**DATA:**
[Start of section]

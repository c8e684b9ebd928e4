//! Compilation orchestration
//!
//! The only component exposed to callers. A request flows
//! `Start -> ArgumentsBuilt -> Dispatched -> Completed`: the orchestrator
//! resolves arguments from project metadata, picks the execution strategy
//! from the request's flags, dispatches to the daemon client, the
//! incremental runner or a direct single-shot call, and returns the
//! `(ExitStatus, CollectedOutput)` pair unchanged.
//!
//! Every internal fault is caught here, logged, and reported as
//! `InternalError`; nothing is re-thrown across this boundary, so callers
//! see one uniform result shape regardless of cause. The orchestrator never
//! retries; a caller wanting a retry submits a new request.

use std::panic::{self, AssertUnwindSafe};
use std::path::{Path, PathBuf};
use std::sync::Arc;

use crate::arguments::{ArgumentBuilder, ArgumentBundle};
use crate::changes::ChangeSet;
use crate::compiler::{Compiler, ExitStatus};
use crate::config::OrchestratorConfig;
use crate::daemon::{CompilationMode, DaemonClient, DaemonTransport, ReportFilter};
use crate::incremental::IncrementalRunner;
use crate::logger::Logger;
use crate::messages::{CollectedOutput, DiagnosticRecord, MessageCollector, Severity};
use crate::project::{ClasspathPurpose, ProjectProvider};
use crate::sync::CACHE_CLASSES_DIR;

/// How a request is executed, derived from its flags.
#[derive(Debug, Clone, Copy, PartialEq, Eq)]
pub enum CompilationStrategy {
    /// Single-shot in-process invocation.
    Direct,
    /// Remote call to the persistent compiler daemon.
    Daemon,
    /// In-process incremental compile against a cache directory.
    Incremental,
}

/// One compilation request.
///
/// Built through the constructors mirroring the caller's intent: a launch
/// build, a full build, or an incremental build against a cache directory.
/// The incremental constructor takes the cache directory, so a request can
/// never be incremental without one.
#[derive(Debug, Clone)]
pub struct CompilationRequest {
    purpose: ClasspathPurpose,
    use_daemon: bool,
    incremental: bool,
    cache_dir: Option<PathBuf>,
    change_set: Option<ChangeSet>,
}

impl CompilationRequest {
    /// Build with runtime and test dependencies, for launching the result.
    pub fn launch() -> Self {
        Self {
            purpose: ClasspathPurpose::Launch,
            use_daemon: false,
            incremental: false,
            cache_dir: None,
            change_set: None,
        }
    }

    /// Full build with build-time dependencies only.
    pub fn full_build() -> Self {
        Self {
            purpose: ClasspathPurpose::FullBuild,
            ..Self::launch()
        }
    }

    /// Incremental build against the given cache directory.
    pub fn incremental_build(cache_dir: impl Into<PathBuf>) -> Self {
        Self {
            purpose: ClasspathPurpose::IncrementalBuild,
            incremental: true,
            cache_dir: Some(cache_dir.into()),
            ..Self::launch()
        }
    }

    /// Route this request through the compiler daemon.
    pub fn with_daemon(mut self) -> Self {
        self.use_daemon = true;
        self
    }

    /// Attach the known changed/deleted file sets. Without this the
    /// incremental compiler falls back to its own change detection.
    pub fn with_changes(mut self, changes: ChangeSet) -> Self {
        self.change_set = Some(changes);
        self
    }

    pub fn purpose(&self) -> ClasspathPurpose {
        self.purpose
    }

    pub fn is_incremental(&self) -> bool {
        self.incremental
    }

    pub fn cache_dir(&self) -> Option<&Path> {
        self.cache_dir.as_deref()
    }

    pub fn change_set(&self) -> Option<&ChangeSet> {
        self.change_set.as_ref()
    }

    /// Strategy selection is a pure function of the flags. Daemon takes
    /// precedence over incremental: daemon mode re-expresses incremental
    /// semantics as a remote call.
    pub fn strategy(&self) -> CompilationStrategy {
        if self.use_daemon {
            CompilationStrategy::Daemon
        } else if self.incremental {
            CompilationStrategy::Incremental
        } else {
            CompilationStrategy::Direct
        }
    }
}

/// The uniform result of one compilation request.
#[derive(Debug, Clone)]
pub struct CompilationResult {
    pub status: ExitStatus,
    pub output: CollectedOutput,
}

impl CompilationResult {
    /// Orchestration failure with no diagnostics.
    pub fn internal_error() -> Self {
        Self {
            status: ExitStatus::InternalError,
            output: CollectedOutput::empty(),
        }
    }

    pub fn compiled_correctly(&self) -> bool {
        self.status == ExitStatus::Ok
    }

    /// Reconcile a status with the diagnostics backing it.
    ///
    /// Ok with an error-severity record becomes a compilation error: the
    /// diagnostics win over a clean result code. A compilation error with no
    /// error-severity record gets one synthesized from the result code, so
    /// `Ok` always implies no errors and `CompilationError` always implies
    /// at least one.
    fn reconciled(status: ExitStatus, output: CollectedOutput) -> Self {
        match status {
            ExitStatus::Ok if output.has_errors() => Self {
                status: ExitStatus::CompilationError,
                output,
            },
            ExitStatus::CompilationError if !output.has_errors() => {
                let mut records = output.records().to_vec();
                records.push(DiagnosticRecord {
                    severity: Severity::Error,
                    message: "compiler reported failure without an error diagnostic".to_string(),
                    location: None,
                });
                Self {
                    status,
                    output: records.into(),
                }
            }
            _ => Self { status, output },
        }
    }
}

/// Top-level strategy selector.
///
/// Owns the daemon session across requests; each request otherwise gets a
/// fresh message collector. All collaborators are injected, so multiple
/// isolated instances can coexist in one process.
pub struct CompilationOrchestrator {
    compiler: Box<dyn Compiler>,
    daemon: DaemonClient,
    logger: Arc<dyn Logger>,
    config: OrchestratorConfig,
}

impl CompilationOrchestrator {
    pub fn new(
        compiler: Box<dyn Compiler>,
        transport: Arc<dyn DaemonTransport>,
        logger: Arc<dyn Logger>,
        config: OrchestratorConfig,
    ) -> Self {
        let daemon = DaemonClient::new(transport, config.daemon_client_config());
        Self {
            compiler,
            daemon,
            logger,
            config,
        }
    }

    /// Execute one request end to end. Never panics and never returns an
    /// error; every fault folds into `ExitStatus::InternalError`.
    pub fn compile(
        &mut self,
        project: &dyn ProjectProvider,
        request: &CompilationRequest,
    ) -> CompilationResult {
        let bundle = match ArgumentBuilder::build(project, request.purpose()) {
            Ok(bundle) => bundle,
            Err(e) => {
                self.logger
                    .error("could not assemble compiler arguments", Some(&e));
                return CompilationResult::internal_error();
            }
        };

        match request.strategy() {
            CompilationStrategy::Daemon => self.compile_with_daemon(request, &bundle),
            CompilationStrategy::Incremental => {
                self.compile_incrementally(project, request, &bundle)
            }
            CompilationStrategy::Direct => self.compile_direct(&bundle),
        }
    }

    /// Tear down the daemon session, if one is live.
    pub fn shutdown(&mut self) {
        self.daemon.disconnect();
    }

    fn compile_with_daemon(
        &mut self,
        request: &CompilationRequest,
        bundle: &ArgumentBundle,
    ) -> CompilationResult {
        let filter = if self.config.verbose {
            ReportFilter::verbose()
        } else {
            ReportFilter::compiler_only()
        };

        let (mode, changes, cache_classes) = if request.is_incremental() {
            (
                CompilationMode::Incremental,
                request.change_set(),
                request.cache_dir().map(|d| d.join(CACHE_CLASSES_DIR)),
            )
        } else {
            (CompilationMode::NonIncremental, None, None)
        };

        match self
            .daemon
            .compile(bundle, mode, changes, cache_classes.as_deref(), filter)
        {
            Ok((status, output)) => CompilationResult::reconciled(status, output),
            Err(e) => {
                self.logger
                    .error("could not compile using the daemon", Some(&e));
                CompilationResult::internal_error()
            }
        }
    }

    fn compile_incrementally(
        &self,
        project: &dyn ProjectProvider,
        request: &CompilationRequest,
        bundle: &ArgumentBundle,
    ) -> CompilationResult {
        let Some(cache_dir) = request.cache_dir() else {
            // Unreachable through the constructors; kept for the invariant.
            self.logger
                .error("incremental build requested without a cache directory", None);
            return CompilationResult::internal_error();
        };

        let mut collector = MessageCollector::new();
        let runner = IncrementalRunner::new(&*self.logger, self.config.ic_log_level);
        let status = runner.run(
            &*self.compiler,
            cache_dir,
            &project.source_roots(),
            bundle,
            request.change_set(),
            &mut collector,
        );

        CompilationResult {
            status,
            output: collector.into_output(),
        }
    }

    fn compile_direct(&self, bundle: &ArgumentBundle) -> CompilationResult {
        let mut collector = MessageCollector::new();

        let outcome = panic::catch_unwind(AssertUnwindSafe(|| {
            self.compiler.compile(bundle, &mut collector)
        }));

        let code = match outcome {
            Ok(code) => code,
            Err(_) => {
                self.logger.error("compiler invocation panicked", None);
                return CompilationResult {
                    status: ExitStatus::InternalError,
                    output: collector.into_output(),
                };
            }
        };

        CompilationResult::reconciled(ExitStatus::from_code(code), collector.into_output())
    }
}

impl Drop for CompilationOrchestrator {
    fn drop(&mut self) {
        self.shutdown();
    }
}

[End of section]

**THE TASK:**
Exact reproduction is required: output the lines from the start of the entries above through the line with "boundary, so callers".

**SOLUTION TO THIS TASK:**
repository c8e684b9ebd928e4
//! Compilation orchestration
//!
//! The only component exposed to callers. A request flows
//! `Start -> ArgumentsBuilt -> Dispatched -> Completed`: the orchestrator
//! resolves arguments from project metadata, picks the execution strategy
//! from the request's flags, dispatches to the daemon client, the
//! incremental runner or a direct single-shot call, and returns the
//! `(ExitStatus, CollectedOutput)` pair unchanged.
//!
//! Every internal fault is caught here, logged, and reported as
//! `InternalError`; nothing is re-thrown across this boundary, so callers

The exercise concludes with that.